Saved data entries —
//! Step Functions JSON 1.0 protocol client.
//!
//! Every operation is a `POST /` carrying the operation name in the
//! `X-Amz-Target` header and a JSON body. Step Functions Local does not verify
//! request signatures, so requests carry a syntactically valid placeholder
//! `Authorization` header built from dummy credentials.

use std::time::Duration;

use async_trait::async_trait;
use chrono::Utc;
use reqwest::{Client, Url, header};
use serde::Deserialize;
use serde::de::DeserializeOwned;
use serde_json::{Value, json};
use sfn_tester_types::{ExecutionDescription, ExecutionSummary, HistoryEvent};
use tracing::{debug, warn};

use crate::{EngineError, WorkflowEngine};

const TARGET_PREFIX: &str = "AWSStepFunctions";
const CONTENT_TYPE: &str = "application/x-amz-json-1.0";
const DUMMY_ACCESS_KEY: &str = "dummy";
const REQUEST_TIMEOUT: Duration = Duration::from_secs(30);

/// Client for a Step Functions compatible endpoint.
#[derive(Debug, Clone)]
pub struct StepFunctionsClient {
    endpoint: Url,
    region: String,
    http: Client,
}

impl StepFunctionsClient {
    /// Construct a client for `endpoint` (for example `http://localhost:8083`).
    pub fn new(endpoint: &str, region: &str) -> Result<Self, EngineError> {
        let endpoint = validate_endpoint(endpoint)?;
        let mut default_headers = header::HeaderMap::new();
        default_headers.insert(header::CONTENT_TYPE, header::HeaderValue::from_static(CONTENT_TYPE));
        default_headers.insert(header::ACCEPT, header::HeaderValue::from_static("application/json"));

        let http = Client::builder()
            .default_headers(default_headers)
            .timeout(REQUEST_TIMEOUT)
            .build()
            .map_err(|error| EngineError::invalid_endpoint(endpoint.as_str(), error.to_string()))?;

        Ok(Self {
            endpoint,
            region: region.to_string(),
            http,
        })
    }

    /// Endpoint this client sends requests to.
    pub fn endpoint(&self) -> &Url {
        &self.endpoint
    }

    /// Cheap reachability probe used by readiness checks.
    pub async fn ping(&self) -> Result<(), EngineError> {
        let _: Value = self.call("ListStateMachines", json!({ "maxResults": 1 })).await?;
        Ok(())
    }

    async fn call<T: DeserializeOwned>(&self, operation: &str, body: Value) -> Result<T, EngineError> {
        debug!(operation, endpoint = %self.endpoint, "calling workflow engine");
        let amz_date = Utc::now().format("%Y%m%dT%H%M%SZ").to_string();
        let response = self
            .http
            .post(self.endpoint.clone())
            .header("X-Amz-Target", format!("{TARGET_PREFIX}.{operation}"))
            .header("X-Amz-Date", &amz_date)
            .header(header::AUTHORIZATION, self.authorization(&amz_date))
            .body(body.to_string())
            .send()
            .await
            .map_err(|source| EngineError::Transport {
                operation: operation.to_string(),
                source,
            })?;

        let status = response.status();
        let text = response.text().await.map_err(|source| EngineError::Transport {
            operation: operation.to_string(),
            source,
        })?;

        if !status.is_success() {
            let error = parse_service_error(operation, status.as_u16(), &text);
            warn!(operation, status = status.as_u16(), error = %error, "workflow engine rejected request");
            return Err(error);
        }

        let text = if text.trim().is_empty() { "{}" } else { text.as_str() };
        serde_json::from_str(text).map_err(|source| EngineError::Decode {
            operation: operation.to_string(),
            source,
        })
    }

    fn authorization(&self, amz_date: &str) -> String {
        let date = amz_date.get(..8).unwrap_or(amz_date);
        format!(
            "AWS4-HMAC-SHA256 Credential={DUMMY_ACCESS_KEY}/{date}/{}/states/aws4_request, SignedHeaders=content-type;host;x-amz-date;x-amz-target, Signature=0",
            self.region
        )
    }
}

#[derive(Deserialize)]
#[serde(rename_all = "camelCase")]
struct CreateStateMachineOutput {
    state_machine_arn: String,
}

#[derive(Deserialize)]
#[serde(rename_all = "camelCase")]
struct StartExecutionOutput {
    execution_arn: String,
}

#[derive(Deserialize)]
#[serde(rename_all = "camelCase")]
struct GetExecutionHistoryOutput {
    #[serde(default)]
    events: Vec<HistoryEvent>,
    #[serde(default)]
    next_token: Option<String>,
}

#[derive(Deserialize)]
#[serde(rename_all = "camelCase")]
struct ListExecutionsOutput {
    #[serde(default)]
    executions: Vec<ExecutionSummary>,
    #[serde(default)]
    next_token: Option<String>,
}

#[async_trait]
impl WorkflowEngine for StepFunctionsClient {
    async fn create_definition(&self, name: &str, document: &Value, role_ref: &str) -> Result<String, EngineError> {
        let output: CreateStateMachineOutput = self
            .call(
                "CreateStateMachine",
                json!({
                    "name": name,
                    "definition": document.to_string(),
                    "roleArn": role_ref,
                }),
            )
            .await?;
        Ok(output.state_machine_arn)
    }

    async fn start_execution(&self, definition_ref: &str, run_name: &str, input: &Value) -> Result<String, EngineError> {
        let output: StartExecutionOutput = self
            .call(
                "StartExecution",
                json!({
                    "stateMachineArn": definition_ref,
                    "name": run_name,
                    "input": input.to_string(),
                }),
            )
            .await?;
        Ok(output.execution_arn)
    }

    async fn describe_execution(&self, execution_ref: &str) -> Result<ExecutionDescription, EngineError> {
        self.call("DescribeExecution", json!({ "executionArn": execution_ref })).await
    }

    async fn get_execution_history(&self, execution_ref: &str) -> Result<Vec<HistoryEvent>, EngineError> {
        let mut events = Vec::new();
        let mut next_token: Option<String> = None;
        loop {
            let mut body = json!({ "executionArn": execution_ref });
            if let Some(token) = &next_token {
                body["nextToken"] = Value::String(token.clone());
            }
            let page: GetExecutionHistoryOutput = self.call("GetExecutionHistory", body).await?;
            events.extend(page.events);
            match page.next_token {
                Some(token) if !token.is_empty() => next_token = Some(token),
                _ => break,
            }
        }
        Ok(events)
    }

    async fn list_executions(&self, definition_ref: &str) -> Result<Vec<ExecutionSummary>, EngineError> {
        let mut executions = Vec::new();
        let mut next_token: Option<String> = None;
        loop {
            let mut body = json!({ "stateMachineArn": definition_ref });
            if let Some(token) = &next_token {
                body["nextToken"] = Value::String(token.clone());
            }
            let page: ListExecutionsOutput = self.call("ListExecutions", body).await?;
            executions.extend(page.executions);
            match page.next_token {
                Some(token) if !token.is_empty() => next_token = Some(token),
                _ => break,
            }
        }
        Ok(executions)
    }

    async fn stop_execution(&self, execution_ref: &str) -> Result<(), EngineError> {
        let _: Value = self.call("StopExecution", json!({ "executionArn": execution_ref })).await?;
        Ok(())
    }

    async fn delete_definition(&self, definition_ref: &str) -> Result<(), EngineError> {
        let _: Value = self
            .call("DeleteStateMachine", json!({ "stateMachineArn": definition_ref }))
            .await?;
        Ok(())
    }
}

/// Validate that an endpoint is an absolute http(s) URL with a host.
fn validate_endpoint(endpoint: &str) -> Result<Url, EngineError> {
    let url = Url::parse(endpoint).map_err(|error| EngineError::invalid_endpoint(endpoint, error.to_string()))?;
    if url.host_str().is_none() {
        return Err(EngineError::invalid_endpoint(endpoint, "endpoint must include a host"));
    }
    if !matches!(url.scheme(), "http" | "https") {
        return Err(EngineError::invalid_endpoint(
            endpoint,
            format!("unsupported scheme '{}://'", url.scheme()),
        ));
    }
    Ok(url)
}

/// Decode an engine error document such as
/// `{"__type": "com.amazonaws.swf.service.v2.model#StateMachineDoesNotExist", "message": "..."}`.
fn parse_service_error(operation: &str, status: u16, body: &str) -> EngineError {
    let document: Value = serde_json::from_str(body).unwrap_or(Value::Null);
    let error_code = document
        .get("__type")
        .and_then(Value::as_str)
        .map(|raw| raw.rsplit('#').next().unwrap_or(raw).to_string())
        .unwrap_or_else(|| "Unknown".to_string());
    let message = document
        .get("message")
        .or_else(|| document.get("Message"))
        .and_then(Value::as_str)
        .map(str::to_string)
        .unwrap_or_else(|| body.trim().to_string());
    EngineError::service(operation, status, error_code, message)
}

About this exercise — All that belongs in the answer is the lines from the start of the entries above through the line containing "Functions compatible endpoint.", each given exactly.

Expected answer —
//! Step Functions JSON 1.0 protocol client.
//!
//! Every operation is a `POST /` carrying the operation name in the
//! `X-Amz-Target` header and a JSON body. Step Functions Local does not verify
//! request signatures, so requests carry a syntactically valid placeholder
//! `Authorization` header built from dummy credentials.

use std::time::Duration;

use async_trait::async_trait;
use chrono::Utc;
use reqwest::{Client, Url, header};
use serde::Deserialize;
use serde::de::DeserializeOwned;
use serde_json::{Value, json};
use sfn_tester_types::{ExecutionDescription, ExecutionSummary, HistoryEvent};
use tracing::{debug, warn};

use crate::{EngineError, WorkflowEngine};

const TARGET_PREFIX: &str = "AWSStepFunctions";
const CONTENT_TYPE: &str = "application/x-amz-json-1.0";
const DUMMY_ACCESS_KEY: &str = "dummy";
const REQUEST_TIMEOUT: Duration = Duration::from_secs(30);

/// Client for a Step Functions compatible endpoint.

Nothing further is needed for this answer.